Como contraponto à visão construída pelo governo estadual, e com desejo de reafirmar que a conquista da terra foi uma ação que partiu das famílias, o poeta Romário interpreta em versos a vitória dos posseiros em relação ao fazendeiro, em poema publicado em O Libertador (out. 1980):

Meus amigos e companheiros o que eu digo aqui agora foi a força da união que conseguiram a vitória vai citar o exemplo por este Brasil afora isto não foi um presente foi a luta minha gente que vai ficar na história.

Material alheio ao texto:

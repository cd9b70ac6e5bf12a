//! # 일일 연습 기록 모델
//!
//! 학생이 하루 단위로 제출하는 연습 기록을 정의합니다.
//!
//! ## 교체 규칙
//! `(student_id, date, routine_template_id)` 조합마다 기록은 최대 하나입니다.
//! 같은 조합으로 다시 제출하면 이전 기록을 지우고 새 기록으로 바꿉니다.
//! 루틴이 바뀐 뒤의 과거 기록은 지워지지 않고 그대로 남습니다.

use serde::{Deserialize, Serialize};

/// 섹션별 연습 시간 한 줄
#[derive(Debug, Clone, PartialEq, Serialize, Deserialize)]
#[serde(rename_all = "camelCase")]
pub struct DailyPracticeLogEntry {
    pub section_id: String,
    pub section_name: String,
    pub time_spent_minutes: u32,
}

/// 일일 연습 기록: `noteWisePracticeLogs` 컬렉션의 원소 하나
#[derive(Debug, Clone, PartialEq, Serialize, Deserialize)]
#[serde(rename_all = "camelCase")]
pub struct DailyPracticeLog {
    pub id: String,
    pub student_id: String,
    #[serde(default, skip_serializing_if = "Option::is_none")]
    pub routine_name: Option<String>,
    #[serde(default, skip_serializing_if = "Option::is_none")]
    pub routine_template_id: Option<String>,
    /// 연습한 날짜 (`YYYY-MM-DD`)
    pub date: String,
    #[serde(default)]
    pub log_data: Vec<DailyPracticeLogEntry>,
    #[serde(default, skip_serializing_if = "Option::is_none")]
    pub daily_notes: Option<String>,
}

impl DailyPracticeLog {
    /// 이 기록의 총 연습 시간(분)
    pub fn total_minutes(&self) -> u32 {
        self.log_data
            .iter()
            .map(|e| e.time_spent_minutes)
            .fold(0u32, u32::saturating_add)
    }

    /// 교체 키가 같은지 확인합니다: 같은 학생, 같은 날짜, 같은 루틴
    pub fn same_slot(&self, student_id: &str, date: &str, routine_template_id: Option<&str>) -> bool {
        self.student_id == student_id
            && self.date == date
            && self.routine_template_id.as_deref() == routine_template_id
    }
}

/// 제출 요청의 섹션 한 줄: 검증 전이라 분 단위 값을 i64로 받습니다.
#[derive(Debug, Clone, Deserialize)]
#[serde(rename_all = "camelCase")]
pub struct LogEntryInput {
    #[serde(default)]
    pub section_id: String,
    #[serde(default)]
    pub section_name: String,
    #[serde(default)]
    pub time_spent_minutes: i64,
}

/// 연습 기록 제출 요청: `POST /api/v1/student/practice`
#[derive(Debug, Clone, Deserialize)]
#[serde(rename_all = "camelCase")]
pub struct SubmitPracticeLogRequest {
    /// 연습 날짜 (`YYYY-MM-DD`)
    #[serde(default)]
    pub date: String,
    #[serde(default)]
    pub log_data: Vec<LogEntryInput>,
    pub daily_notes: Option<String>,
}
//! # 연습 루틴 템플릿 모델
//!
//! 선생님이 한 번 만들어 두고 여러 학생에게 반복해서 배정하는
//! 연습 루틴(Routine Template)과 그 하위 섹션(Practice Section)을 정의합니다.
//!
//! ## 주간 이상 연습 시간
//! 과제 기간은 8일이므로, 템플릿의 이상적인 주간 연습 시간은
//! `8 × (각 섹션의 하루 이상 연습 시간 합)`으로 계산합니다.
//! 이 값은 템플릿을 만들거나 수정할 때마다 다시 계산됩니다.

use serde::{Deserialize, Serialize};

use crate::services::progress::WINDOW_DAYS;

/// 루틴 안의 연습 섹션 하나 (예: "C Major scales")
///
/// 저장되는 JSON의 필드 이름은 camelCase를 따릅니다.
#[derive(Debug, Clone, PartialEq, Serialize, Deserialize)]
#[serde(rename_all = "camelCase")]
pub struct PracticeSection {
    pub id: String,
    pub name: String,
    #[serde(default, skip_serializing_if = "Option::is_none")]
    pub description: Option<String>,
    /// 하루 이상 연습 시간(분). 없으면 0으로 취급합니다.
    #[serde(default, skip_serializing_if = "Option::is_none")]
    pub ideal_daily_time_minutes: Option<u32>,
}

/// 연습 루틴 템플릿: `noteWiseRoutines` 컬렉션의 원소 하나
#[derive(Debug, Clone, PartialEq, Serialize, Deserialize)]
#[serde(rename_all = "camelCase")]
pub struct RoutineTemplate {
    pub id: String,
    pub template_name: String,
    /// 섹션 목록: 순서가 의미를 가지므로 Vec 그대로 유지합니다.
    #[serde(default)]
    pub sections: Vec<PracticeSection>,
    /// 마지막 수정 시각 (RFC 3339)
    pub last_modified: String,
    #[serde(default, skip_serializing_if = "Option::is_none")]
    pub calculated_ideal_weekly_time: Option<u32>,
}

impl RoutineTemplate {
    /// 모든 섹션의 하루 이상 연습 시간 합계 (차트의 "이상 연습량" 막대)
    ///
    /// 저장된 값이 비정상적으로 커도 넘치지 않고 `u32::MAX`에서 멈춥니다.
    pub fn total_ideal_daily_minutes(&self) -> u32 {
        self.sections
            .iter()
            .map(|s| s.ideal_daily_time_minutes.unwrap_or(0))
            .fold(0u32, u32::saturating_add)
    }

    /// 8일 과제 기간 기준의 이상 주간 연습 시간
    pub fn ideal_weekly_minutes(&self) -> u32 {
        self.total_ideal_daily_minutes()
            .saturating_mul(WINDOW_DAYS as u32)
    }
}

/// 섹션 입력: 생성/수정 요청 본문 안의 섹션 하나
///
/// `id`가 없으면 서버가 새로 발급합니다.
/// 수정 시 기존 id를 보내면 그대로 유지되어 과거 연습 기록과 연결이 끊기지 않습니다.
#[derive(Debug, Clone, Deserialize)]
#[serde(rename_all = "camelCase")]
pub struct PracticeSectionInput {
    pub id: Option<String>,
    #[serde(default)]
    pub name: String,
    pub description: Option<String>,
    /// 음수 입력도 받아서 검증 단계에서 필드 에러로 돌려주기 위해 i64를 씁니다.
    pub ideal_daily_time_minutes: Option<i64>,
}

/// 루틴 템플릿 생성/수정 요청: `POST`/`PUT /api/v1/teacher/routines`
#[derive(Debug, Clone, Deserialize)]
#[serde(rename_all = "camelCase")]
pub struct RoutineTemplateRequest {
    #[serde(default)]
    pub template_name: String,
    #[serde(default)]
    pub sections: Vec<PracticeSectionInput>,
}

#[cfg(test)]
mod tests {
    use super::*;

    fn template(minutes: &[Option<u32>]) -> RoutineTemplate {
        RoutineTemplate {
            id: "rt".to_string(),
            template_name: "Scales".to_string(),
            sections: minutes
                .iter()
                .enumerate()
                .map(|(i, m)| PracticeSection {
                    id: format!("s{i}"),
                    name: format!("Section {i}"),
                    description: None,
                    ideal_daily_time_minutes: *m,
                })
                .collect(),
            last_modified: "2024-01-01T00:00:00Z".to_string(),
            calculated_ideal_weekly_time: None,
        }
    }

    #[test]
    fn test_weekly_is_eight_times_daily() {
        let t = template(&[Some(10), None, Some(5)]);
        assert_eq!(t.total_ideal_daily_minutes(), 15);
        assert_eq!(t.ideal_weekly_minutes(), 120);
    }

    #[test]
    fn test_oversized_stored_values_saturate() {
        let t = template(&[Some(600_000_000)]);
        assert_eq!(t.ideal_weekly_minutes(), u32::MAX);

        let t = template(&[Some(u32::MAX), Some(1)]);
        assert_eq!(t.total_ideal_daily_minutes(), u32::MAX);
        assert_eq!(t.ideal_weekly_minutes(), u32::MAX);
    }
}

A afirmação incluída no poema “vai citar o exemplo por este Brasil afora” foi a mensagem que mais repercutiu em meio aos posseiros e trabalhadores rurais em Itapuranga, e também em outras regiões. A conquista dos posseiros do Córrego da Onça se tornou exemplo a ser seguido por outros homens e mulheres que estavam sendo injustiçados e expropriados de suas terras.

Várias narrativas produzidas por algumas mulheres posseiras reafirmaram categoricamente que a terra deveria ficar com eles, mesmo porque era ali que nasceram e foram criados. Nesse sentido D. Preta, em entrevista, afirma:

nós pensávamos que a terra era nossa, pois nós tínhamos sido nascidos e criados aqui, e eu não lembro que Fiote tivesse terra aqui não. Agora, quando a gente é mais nova, a gente pensa pouco, ficava naquela: o que é que esse homem já vem fazer, tirar nós daqui, ele num tem terra. Aqui nós falávamos assim. Ah! Nós sofremos demais, precisa de ver.

As experiências anteriores vividas por estes homens e mulheres foram fundamentais para a vitória da permanência na posse da terra na Fazenda Córrego da Onça. Essas 32 famílias tiveram que se opor ao Poder Judiciário, ao executivo e ao poder econômico, além de enfrentar algumas propostas então levantadas pelo sindicato, sobre a legalidade do direito de Fiote Caiado em relação àquelas terras.

Orlando Tomazini, médico e um dos interlocutores dos posseiros da Fazenda Córrego da Onça, analisou em versos a história e a tomada de decisão dos posseiros da referida fazenda, fazendo uma excelente interpretação do fato ocorrido:

Tem injustiça acontecendo aqui Com os posseiros da banda da serra, E não adianta esconder que eu vi, Foram expulsos de suas terras. Sem o trabalho, para onde vão?

Aumentar as filas de quem perde o chão. Estamos aqui para denunciar

Esta estrutura de dominação Que até impede de trabalhar

Quem sempre na vida só lavrou o chão. Foi a própria lei que praticou o ato, Não foi o capricho do destino não. Por isso agora contamos o fato Para impedir esta situação.

Vinte e sete anos a posse mais nova, Dezessete só de usucapião,

As benfeitorias são a grande prova, Quem tem o direito não é o patrão. Mas a lei tampou os olhos dos posseiros Pra poder ditar uma sentença errada, Só porque ainda mais vale o dinheiro, Que o pobre cabloco grudado na enxada. Quarenta família sem as suas terras, Mais um fazendeiro com terras demais. Este fato só uma verdade encerra: Será que estas terras vão virar capim, No lugar do milho, arroz e o feijão? A justiça injusta decretou que sim. Só o povo unido pode dizer NÃO!